▸ What is expected: From the entries below, report only the number of lines that contain the word "routes".

◇ ◇ ◇

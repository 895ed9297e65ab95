use axum::{extract::DefaultBodyLimit, http::HeaderValue, Router};
use std::sync::Arc;
use tower_http::{
    cors::{AllowHeaders, AllowMethods, CorsLayer},
    limit::RequestBodyLimitLayer,
    trace::{DefaultMakeSpan, DefaultOnRequest, DefaultOnResponse, TraceLayer},
};
use tracing::Level;

use crate::config::Settings;
use crate::middleware::request_id_layer;
use crate::routes;
use crate::services::CatalogRegistry;

/// Shared application state
#[derive(Clone)]
pub struct AppState {
    pub settings: Settings,
    pub catalogs: CatalogRegistry,
}

impl AppState {
    pub fn new(settings: Settings, catalogs: CatalogRegistry) -> Arc<Self> {
        Arc::new(Self { settings, catalogs })
    }
}

/// Build the complete application with all middleware
pub fn create_app(state: Arc<AppState>) -> Router {
    let cors = build_cors_layer(&state.settings);
    let body_limit = RequestBodyLimitLayer::new(state.settings.request_body_limit_bytes);

    // Spans at DEBUG so INFO stays quiet under recalculation bursts
    let trace_layer = TraceLayer::new_for_http()
        .make_span_with(DefaultMakeSpan::new().level(Level::DEBUG))
        .on_request(DefaultOnRequest::new().level(Level::DEBUG))
        .on_response(DefaultOnResponse::new().level(Level::DEBUG));

    let (set_request_id, propagate_request_id) = request_id_layer();

    Router::new()
        .merge(routes::api_router())
        // Middleware stack (applied bottom-up)
        .layer(DefaultBodyLimit::disable())
        .layer(body_limit)
        .layer(propagate_request_id)
        .layer(trace_layer)
        .layer(set_request_id)
        .layer(cors)
        .with_state(state)
}

fn build_cors_layer(settings: &Settings) -> CorsLayer {
    let origins: Vec<HeaderValue> = settings
        .cors_allow_origins
        .iter()
        .filter_map(|origin| origin.parse().ok())
        .collect();

    // Preflight cache: a day in dev, an hour elsewhere
    let max_age = if settings.env.is_dev() {
        std::time::Duration::from_secs(86400)
    } else {
        std::time::Duration::from_secs(3600)
    };

    CorsLayer::new()
        .allow_origin(origins)
        .allow_methods(AllowMethods::list([
            axum::http::Method::GET,
            axum::http::Method::POST,
            axum::http::Method::PUT,
            axum::http::Method::OPTIONS,
        ]))
        .allow_headers(AllowHeaders::list([
            axum::http::header::CONTENT_TYPE,
            axum::http::header::ACCEPT,
            axum::http::HeaderName::from_static("x-request-id"),
        ]))
        .max_age(max_age)
}
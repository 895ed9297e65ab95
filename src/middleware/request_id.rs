//! Request ID middleware for request tracing

use axum::{
    async_trait,
    extract::FromRequestParts,
    http::{request::Parts, HeaderName},
};
use std::convert::Infallible;
use tower_http::request_id::{MakeRequestUuid, PropagateRequestIdLayer, SetRequestIdLayer};

/// Header name for request ID
pub const X_REQUEST_ID: &str = "x-request-id";

/// Assigns a UUID to requests that arrive without one and echoes it back
/// on the response.
pub fn request_id_layer() -> (SetRequestIdLayer<MakeRequestUuid>, PropagateRequestIdLayer) {
    let header_name = HeaderName::from_static(X_REQUEST_ID);

    (
        SetRequestIdLayer::new(header_name.clone(), MakeRequestUuid),
        PropagateRequestIdLayer::new(header_name),
    )
}

/// The request's id as set by [`request_id_layer`], for log correlation.
#[derive(Debug, Clone, PartialEq, Eq)]
pub struct RequestId(pub Option<String>);

impl RequestId {
    pub fn as_str(&self) -> &str {
        self.0.as_deref().unwrap_or("-")
    }
}

#[async_trait]
impl<S> FromRequestParts<S> for RequestId
where
    S: Send + Sync,
{
    type Rejection = Infallible;

    async fn from_request_parts(parts: &mut Parts, _state: &S) -> Result<Self, Self::Rejection> {
        let id = parts
            .headers
            .get(X_REQUEST_ID)
            .and_then(|value| value.to_str().ok())
            .map(str::to_string);

        Ok(Self(id))
    }
}
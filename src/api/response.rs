//! Standard API response types

use axum::{
    http::StatusCode,
    response::{IntoResponse, Response},
    Json,
};
use serde::Serialize;

/// Payload plus optional request metadata
#[derive(Debug, Serialize)]
pub struct ApiResponse<T: Serialize> {
    pub data: T,
    #[serde(skip_serializing_if = "Option::is_none")]
    pub meta: Option<serde_json::Value>,
}

impl<T: Serialize> ApiResponse<T> {
    pub fn with_meta(data: T, meta: serde_json::Value) -> Self {
        Self {
            data,
            meta: Some(meta),
        }
    }
}

impl<T: Serialize> IntoResponse for ApiResponse<T> {
    fn into_response(self) -> Response {
        Json(self).into_response()
    }
}

/// Response for single data item
#[derive(Debug, Serialize)]
pub struct DataResponse<T: Serialize> {
    pub data: T,
}

impl<T: Serialize> DataResponse<T> {
    pub fn new(data: T) -> Self {
        Self { data }
    }
}

impl<T: Serialize> IntoResponse for DataResponse<T> {
    fn into_response(self) -> Response {
        Json(self).into_response()
    }
}

/// Wraps a response with `201 Created`
pub struct Created<T: IntoResponse>(pub T);

impl<T: IntoResponse> IntoResponse for Created<T> {
    fn into_response(self) -> Response {
        (StatusCode::CREATED, self.0).into_response()
    }
}
//! Forgiving deserializers for form-supplied payloads.
//!
//! Estimate inputs come from half-filled forms, so a bad value degrades to
//! zero (or the type's default) instead of rejecting the whole request.

use std::str::FromStr;

use rust_decimal::prelude::*;
use serde::{de::DeserializeOwned, Deserialize, Deserializer};
use serde_json::Value;

/// Clamp a raw float into the non-negative finite range.
pub fn sanitize(value: f64) -> f64 {
    if value.is_finite() && value > 0.0 {
        value
    } else {
        0.0
    }
}

fn value_to_f64(value: &Value) -> f64 {
    let raw = match value {
        Value::Number(n) => n.as_f64().unwrap_or(0.0),
        Value::String(s) => s.trim().parse::<f64>().unwrap_or(0.0),
        _ => 0.0,
    };
    sanitize(raw)
}

fn value_to_decimal(value: &Value) -> Decimal {
    let text = match value {
        Value::Number(n) => n.to_string(),
        Value::String(s) => s.trim().to_string(),
        _ => return Decimal::ZERO,
    };

    let parsed = Decimal::from_str(&text)
        .or_else(|_| Decimal::from_scientific(&text))
        .unwrap_or(Decimal::ZERO);

    parsed.max(Decimal::ZERO)
}

/// Non-negative quantity (feet, hours, gallons, miles).
pub fn number<'de, D>(deserializer: D) -> Result<f64, D::Error>
where
    D: Deserializer<'de>,
{
    let value = Value::deserialize(deserializer)?;
    Ok(value_to_f64(&value))
}

/// Whole count; fractional input truncates toward zero.
pub fn count<'de, D>(deserializer: D) -> Result<u32, D::Error>
where
    D: Deserializer<'de>,
{
    let value = Value::deserialize(deserializer)?;
    let raw = value_to_f64(&value).trunc();
    Ok(raw.min(u32::MAX as f64) as u32)
}

/// Non-negative currency amount.
pub fn price<'de, D>(deserializer: D) -> Result<Decimal, D::Error>
where
    D: Deserializer<'de>,
{
    let value = Value::deserialize(deserializer)?;
    Ok(value_to_decimal(&value))
}

/// Checkbox-style flag: booleans, "true"/"false" strings and 0/1.
pub fn flag<'de, D>(deserializer: D) -> Result<bool, D::Error>
where
    D: Deserializer<'de>,
{
    let value = Value::deserialize(deserializer)?;
    Ok(match value {
        Value::Bool(b) => b,
        Value::String(s) => matches!(s.trim().to_ascii_lowercase().as_str(), "true" | "yes" | "1"),
        Value::Number(n) => n.as_f64().is_some_and(|v| v != 0.0),
        _ => false,
    })
}

/// Any structured value; falls back to `T::default()` when it does not fit.
pub fn or_default<'de, D, T>(deserializer: D) -> Result<T, D::Error>
where
    D: Deserializer<'de>,
    T: DeserializeOwned + Default,
{
    let value = Value::deserialize(deserializer)?;
    Ok(T::deserialize(value).unwrap_or_default())
}

/// List whose malformed entries are dropped individually.
pub fn list<'de, D, T>(deserializer: D) -> Result<Vec<T>, D::Error>
where
    D: Deserializer<'de>,
    T: DeserializeOwned,
{
    let value = Value::deserialize(deserializer)?;
    let Value::Array(entries) = value else {
        return Ok(Vec::new());
    };

    Ok(entries
        .into_iter()
        .filter_map(|entry| T::deserialize(entry).ok())
        .collect())
}
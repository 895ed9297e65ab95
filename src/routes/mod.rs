pub mod catalogs;
pub mod estimates;
pub mod health;

use axum::{routing::get, routing::post, Router};
use std::sync::Arc;

use crate::app::AppState;

/// Build the API router with all routes
pub fn api_router() -> Router<Arc<AppState>> {
    Router::new()
        .route("/health", get(health::health_check))
        // Estimates
        .route("/estimate/calculate", post(estimates::calculate))
        // Pricing catalogs
        .route("/catalogs", get(catalogs::list_catalogs))
        .route(
            "/catalogs/:catalog_id",
            get(catalogs::get_catalog).put(catalogs::put_catalog),
        )
}
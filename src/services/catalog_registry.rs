//! Named pricing catalogs, loaded from a directory of JSON files.
//!
//! Each `<id>.json` file in the catalog directory is one catalog. Lookups
//! hand out `Arc` snapshots, so a catalog replaced mid-request never changes
//! under a running calculation.

use anyhow::{Context, Result};
use parking_lot::{Mutex, RwLock};
use std::collections::BTreeMap;
use std::fs;
use std::path::{Path, PathBuf};
use std::sync::Arc;
use tracing::{debug, info, instrument, warn};

use crate::domain::PricingCatalog;

const MAX_ID_LEN: usize = 64;

#[derive(Clone)]
pub struct CatalogRegistry {
    dir: PathBuf,
    catalogs: Arc<RwLock<BTreeMap<String, Arc<PricingCatalog>>>>,
    /// Held across file write and insert so disk and memory agree
    save_lock: Arc<Mutex<()>>,
}

impl CatalogRegistry {
    /// Empty registry persisting into `dir`.
    pub fn new(dir: impl Into<PathBuf>) -> Self {
        Self {
            dir: dir.into(),
            catalogs: Arc::new(RwLock::new(BTreeMap::new())),
            save_lock: Arc::new(Mutex::new(())),
        }
    }

    /// Load every `*.json` catalog in `dir`.
    ///
    /// A missing directory is not an error; `default_id` is always registered,
    /// as an all-zero catalog if no file provides it.
    #[instrument(skip_all, fields(dir = %dir.as_ref().display()))]
    pub fn load(dir: impl AsRef<Path>, default_id: &str) -> Result<Self> {
        let dir = dir.as_ref();
        let registry = Self::new(dir);

        if dir.is_dir() {
            let entries = fs::read_dir(dir)
                .with_context(|| format!("Failed to read catalog directory {}", dir.display()))?;

            for entry in entries {
                let path = entry.context("Failed to read catalog directory entry")?.path();
                if path.extension().and_then(|e| e.to_str()) != Some("json") {
                    continue;
                }

                let Some(id) = path.file_stem().and_then(|s| s.to_str()) else {
                    continue;
                };
                if !is_valid_id(id) {
                    warn!(path = %path.display(), "Skipping catalog file with invalid id");
                    continue;
                }

                let raw = fs::read_to_string(&path)
                    .with_context(|| format!("Failed to read catalog {}", path.display()))?;
                let catalog: PricingCatalog = serde_json::from_str(&raw)
                    .with_context(|| format!("Invalid catalog JSON in {}", path.display()))?;

                debug!(catalog_id = id, "Loaded pricing catalog");
                registry.insert(id, catalog);
            }
        } else {
            warn!("Catalog directory not found; starting with an empty default catalog");
        }

        if registry.get(default_id).is_none() {
            warn!(catalog_id = default_id, "Default catalog missing; all prices will be zero");
            registry.insert(default_id, PricingCatalog::default());
        }

        info!(catalogs = registry.len(), "Pricing catalogs loaded");
        Ok(registry)
    }

    pub fn get(&self, id: &str) -> Option<Arc<PricingCatalog>> {
        self.catalogs.read().get(id).cloned()
    }

    pub fn ids(&self) -> Vec<String> {
        self.catalogs.read().keys().cloned().collect()
    }

    pub fn len(&self) -> usize {
        self.catalogs.read().len()
    }

    pub fn is_empty(&self) -> bool {
        self.catalogs.read().is_empty()
    }

    /// Insert or replace in memory; returns `true` when the id is new.
    pub fn insert(&self, id: &str, catalog: PricingCatalog) -> bool {
        self.catalogs
            .write()
            .insert(id.to_string(), Arc::new(catalog))
            .is_none()
    }

    /// Write the catalog to disk, then make it visible to lookups.
    ///
    /// Saves are serialized, and the file is replaced by rename so a crash
    /// mid-write never leaves a truncated catalog behind. Blocking; call from
    /// `spawn_blocking` inside async handlers.
    pub fn save(&self, id: &str, catalog: PricingCatalog) -> Result<bool> {
        anyhow::ensure!(is_valid_id(id), "invalid catalog id: {id}");

        let body = serde_json::to_vec_pretty(&catalog).context("Failed to serialize catalog")?;

        let _guard = self.save_lock.lock();

        fs::create_dir_all(&self.dir)
            .with_context(|| format!("Failed to create catalog directory {}", self.dir.display()))?;

        let path = self.dir.join(format!("{id}.json"));
        let staging = self.dir.join(format!("{id}.json.tmp"));
        fs::write(&staging, body)
            .with_context(|| format!("Failed to write catalog {}", staging.display()))?;
        fs::rename(&staging, &path)
            .with_context(|| format!("Failed to replace catalog {}", path.display()))?;

        Ok(self.insert(id, catalog))
    }
}

/// 1-64 characters of ASCII letters, digits, `-` and `_`.
pub fn is_valid_id(id: &str) -> bool {
    !id.is_empty()
        && id.len() <= MAX_ID_LEN
        && id
            .chars()
            .all(|c| c.is_ascii_alphanumeric() || c == '-' || c == '_')
}
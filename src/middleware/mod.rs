pub mod request_id;

pub use request_id::{request_id_layer, RequestId};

◇ ◇ ◇

▸ Answer to this problem: 4